Mensagens obtidas pela Polícia Federal (PF) durante a investigação do caso Americanas fez com que a corporação passasse a desconfiar do envolvimento de funcionários de grandes bancos no esquema de fraude na empresa, que levou à denúncia pelo Ministério Público Federal (MPF) de 13 pessoas por organização criminosa.
Igo Estrela/Metrópoles
As conversas mostram a tentativa de cooptação desses funcionários para manipular documentos enviados a auditorias externas e deixar de fora, por exemplo, informações que pudessem impactar na contabilidade da empresa e apontar para o rombo nas contas.
As conversas mostram a tentativa de evitar que informações sobre o risco sacado fossem incluídas.
O risco sacado é uma operação normal de empresas que atuam no varejo em que se faz um empréstimo com um banco para pagar o fornecedor. A empresa, então, ganha condições melhores para gerir seu fluxo de caixa. A fraude nas Americanas consistia em lançar incorretamente essa informação no balanço.
Como desdobramento das apurações, conforme informou a coluna, a PF vai investigar se funcionários do Itaú e do Santander participaram do esquema que resultou no rombo de mais de R$ 20 bilhões na empresa. A apuração, além das mensagens, tem como base a delação de Fabio Abrate.
Ex-diretor financeiro da Americanas, Abrate aparece nas mensagens e assinou um acordo de colaboração com os investigadores.
As suspeitas de que funcionários dos bancos poderiam estar envolvidos veio a partir de mensagens obtidas pela PF durante a investigação.
Um documento da operação, ainda de 2024, mostra uma troca de mensagens entre diretores da companhia no grupo de WhasApp “Auditoria 2016” para tratar de temas sensíveis que envolviam o suposto esquema.

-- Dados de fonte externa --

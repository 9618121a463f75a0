// Copyright 2025 The chess-rules Authors
//
//    Licensed under the Apache License, Version 2.0 (the "License");
//    you may not use this file except in compliance with the License.
//    You may obtain a copy of the License at
//
//        http://www.apache.org/licenses/LICENSE-2.0
//
//    Unless required by applicable law or agreed to in writing, software
//    distributed under the License is distributed on an "AS IS" BASIS,
//    WITHOUT WARRANTIES OR CONDITIONS OF ANY KIND, either express or implied.
//    See the License for the specific language governing permissions and
//    limitations under the License.

use super::check;
use super::material::{Piece, PieceKind};
use super::position::Position;
use super::Board;

/// Column the castling rook starts on: h-file kingside, a-file
/// queenside.
pub(crate) const fn rook_home_column(kingside: bool) -> u8 {
    if kingside {
        8
    } else {
        1
    }
}

/// Column the rook lands on, immediately beside the king's
/// destination.
pub(crate) const fn rook_landing_column(king_to_column: u8, kingside: bool) -> u8 {
    if kingside {
        king_to_column - 1
    } else {
        king_to_column + 1
    }
}

/// Eligibility for an unmoved king moving exactly two columns: the
/// matching rook must exist, share the king's color and be unmoved;
/// every square strictly between them must be empty; and the king may
/// not start in, pass through, or land on check. Each square of the
/// king's path is tested by temporarily placing the king there; the
/// board is restored before every return.
pub(crate) fn is_castling_move(
    king: &Piece,
    from: Position,
    to: Position,
    board: &mut Board,
) -> bool {
    let kingside = to.column() > from.column();
    let rook_column = rook_home_column(kingside);
    let step: i8 = if kingside { 1 } else { -1 };

    let Ok(rook_square) = Position::new(from.row(), rook_column) else {
        return false;
    };
    match board.piece_at(rook_square) {
        Some(rook)
            if rook.kind() == PieceKind::Rook
                && rook.color() == king.color()
                && !rook.has_moved() => {}
        _ => return false,
    }

    // lane between king and rook must be empty
    let mut column = from.column() as i8 + step;
    while column != rook_column as i8 {
        if board.piece_at_coords(from.row() as i8, column).is_some() {
            return false;
        }
        column += step;
    }

    if check::is_king_in_check(board, king.color()) {
        return false;
    }

    // the in-check guard above covered the king's own square; test the
    // squares it passes through and lands on
    let mut column = (from.column() as i8 + step) as u8;
    loop {
        let Ok(square) = Position::new(from.row(), column) else {
            return false;
        };
        let attacked = board.with_simulation(&[(square, Some(*king)), (from, None)], |b| {
            check::is_king_in_check(b, king.color())
        });
        if attacked {
            return false;
        }
        if column == to.column() {
            break;
        }
        column = (column as i8 + step) as u8;
    }
    true
}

Um dos participantes era Fábio Abrate, ex-diretor financeiro da Americanas. Como informou a coluna de Gabriella Furquim, em sua delação, Abrate afirma que sem a anuência dos bancos a fraude contábil na empresa não teria “chegado onde chegou”.
De acordo com o delator, os funcionários dos bancos, assim como diretores da Americanas, atuaram de forma intencional para ocultar do balanço da empresa as dívidas do risco sacado.